Eco-Saturday: Protecting pollinators

pondfloatiesweb

Here’s a quick, super-easy project for anyone who owns a pond, pool or other water source.

Pollinators will see backyard ponds and pools as ideal spots to stop for a drink, especially as the weather warms up. Unfortunately, if you don’t have a safe spot for them to land, they’ll drown.

If you have a backyard pond, your best bet is to toss a water lily or maybe some water lettuce or water hyacinth in there. (Be careful with water hyacinth and water lettuce, as they are invasive species that can wreak havoc if they get into waterways in some areas. They’re OK for small, ornamental ponds that aren’t connected to any streams, creeks or rivers, but I wouldn’t use them in low-lying areas where floodwaters could carry them into local waterways. They do have the advantage of being relatively cheap and spreading quickly, however, which makes them a good choice for shading ornamental ponds to prevent algae bloom.)

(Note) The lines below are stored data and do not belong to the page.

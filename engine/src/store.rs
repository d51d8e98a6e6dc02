//! Key-value persistence boundary.
//!
//! Engines never touch a concrete storage API: they receive a [`KvStore`]
//! and go through the helpers here, which swallow storage failures into
//! safe defaults so a broken store can never corrupt a battle in progress.

use indexmap::IndexMap;
use serde::Serialize;
use serde::de::DeserializeOwned;
use serde_json::Value;
use thiserror::Error;
use tracing::warn;

#[derive(Debug, Error)]
pub enum StoreError {
    #[error("storage read failed: {0}")]
    Read(String),
    #[error("storage write failed: {0}")]
    Write(String),
}

/// String keys to opaque JSON blobs. Any conforming store (in-memory map,
/// JSON file, browser storage behind a bridge) satisfies the contract.
pub trait KvStore {
    fn get(&self, key: &str) -> Result<Option<Value>, StoreError>;
    fn set(&mut self, key: &str, value: Value) -> Result<(), StoreError>;
}

/// In-memory store for tests and simulations. IndexMap keeps iteration
/// order deterministic when dumping contents.
#[derive(Debug, Default)]
pub struct MemoryStore {
    entries: IndexMap<String, Value>,
}

impl MemoryStore {
    pub fn new() -> Self {
        Self::default()
    }

    pub fn len(&self) -> usize {
        self.entries.len()
    }

    pub fn is_empty(&self) -> bool {
        self.entries.is_empty()
    }
}

impl KvStore for MemoryStore {
    fn get(&self, key: &str) -> Result<Option<Value>, StoreError> {
        Ok(self.entries.get(key).cloned())
    }

    fn set(&mut self, key: &str, value: Value) -> Result<(), StoreError> {
        self.entries.insert(key.to_string(), value);
        Ok(())
    }
}

pub const BALANCES_KEY: &str = "balances";
pub const STATS_HISTORY_KEY: &str = "stats_history";

pub fn progress_key(character_id: u64) -> String {
    format!("progress:{character_id}")
}

pub fn weapons_key(character_id: u64) -> String {
    format!("weapons:{character_id}")
}

/// Read and decode a record. Storage failures and corrupt payloads degrade
/// to `None` with a warning; the caller substitutes defaults.
pub fn read_or_default<T: DeserializeOwned>(store: &dyn KvStore, key: &str) -> Option<T> {
    match store.get(key) {
        Ok(Some(value)) => match serde_json::from_value(value) {
            Ok(record) => Some(record),
            Err(err) => {
                warn!(key, %err, "corrupt record, using defaults");
                None
            }
        },
        Ok(None) => None,
        Err(err) => {
            warn!(key, %err, "storage read failed, using defaults");
            None
        }
    }
}

/// Encode and write a record. Returns false (change dropped, warning
/// logged) instead of propagating storage failures.
pub fn write_record<T: Serialize>(store: &mut dyn KvStore, key: &str, record: &T) -> bool {
    let value = match serde_json::to_value(record) {
        Ok(value) => value,
        Err(err) => {
            warn!(key, %err, "record failed to serialize, change dropped");
            return false;
        }
    };
    match store.set(key, value) {
        Ok(()) => true,
        Err(err) => {
            warn!(key, %err, "storage write failed, change dropped");
            false
        }
    }
}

If your plants haven’t started growing well yet — or if your water source is a pool rather than a pond — you can recycle wine corks, plastic lids or polystyrene cups into landing pads for pollinators. I cut the bottoms out of polystyrene coffee cups and tossed them into the pond this spring before my plants took hold. They weren’t pretty, but they did the job and kept my bees safe until I got a good assortment of plants.

If you don’t have a pond or pool but would like to provide a safe place for bees, wasps and butterflies to grab a sip of water, cover the bottom of a shallow dish with pebbles and pour just enough water in it to reach the tops of the pebbles so critters can get a drink without drowning.